(Task goal)
Every line in the data below that includes "JwtHandler" belongs in the answer, copied as it stands.

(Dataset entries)
=== Section Start ===

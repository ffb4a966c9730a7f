//! Dispatch Backend Library
//!
//! Exposes the stores, auth layer, and router assembly for use by the
//! server binary and integration tests.

pub mod agenda;
pub mod app;
pub mod auth;
pub mod db;
pub mod middleware;
pub mod missions;

pub use app::{build_app, AppContext};
//! Authentication Middleware
//! Mission: Protect API endpoints with JWT validation

use crate::auth::{jwt::JwtHandler, models::Claims, models::UserRole};
use axum::{
    extract::{Request, State},
    http::StatusCode,
    middleware::Next,
    response::{IntoResponse, Response},
    Json,
};
use serde_json::json;
use std::sync::Arc;

/// Auth middleware that validates bearer JWT tokens.
///
/// On success the verified claims are attached to the request extensions so
/// handlers can read them without touching the token again.
pub async fn auth_middleware(
    State(jwt_handler): State<Arc<JwtHandler>>,
    mut req: Request,
    next: Next,
) -> Result<Response, AuthError> {
    let header = req
        .headers()
        .get("Authorization")
        .ok_or(AuthError::MissingToken)?;

    let token = header
        .to_str()
        .ok()
        .and_then(|s| s.strip_prefix("Bearer "))
        .map(str::trim)
        .filter(|t| !t.is_empty())
        .ok_or(AuthError::MalformedToken)?;

    let claims = jwt_handler
        .verify(token)
        .map_err(|_| AuthError::InvalidToken)?;

    req.extensions_mut().insert(claims);

    Ok(next.run(req).await)
}

/// Extract claims from request (use after auth middleware)
pub fn extract_claims(req: &Request) -> Option<&Claims> {
    req.extensions().get::<Claims>()
}

/// Role check over already-authenticated claims.
///
/// Pure predicate: it never re-verifies the token, only compares the role
/// carried in the claims against the required one.
pub fn require_role(claims: &Claims, role: UserRole) -> Result<(), AuthError> {
    if claims.role == role {
        Ok(())
    } else {
        Err(AuthError::Forbidden)
    }
}

/// Auth error types
#[derive(Debug, PartialEq, Eq)]
pub enum AuthError {
    MissingToken,
    MalformedToken,
    InvalidToken,
    Forbidden,
}

impl IntoResponse for AuthError {
    fn into_response(self) -> Response {
        let (status, message) = match self {
            AuthError::MissingToken => (StatusCode::UNAUTHORIZED, "Missing token"),
            AuthError::MalformedToken => (StatusCode::UNAUTHORIZED, "Malformed token"),
            AuthError::InvalidToken => (StatusCode::FORBIDDEN, "Invalid token"),
            AuthError::Forbidden => (StatusCode::FORBIDDEN, "Admin only"),
        };

        (status, Json(json!({ "error": message }))).into_response()
    }
}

=== Section End ===

(Result of the task)
use crate::auth::{jwt::JwtHandler, models::Claims, models::UserRole};
    State(jwt_handler): State<Arc<JwtHandler>>,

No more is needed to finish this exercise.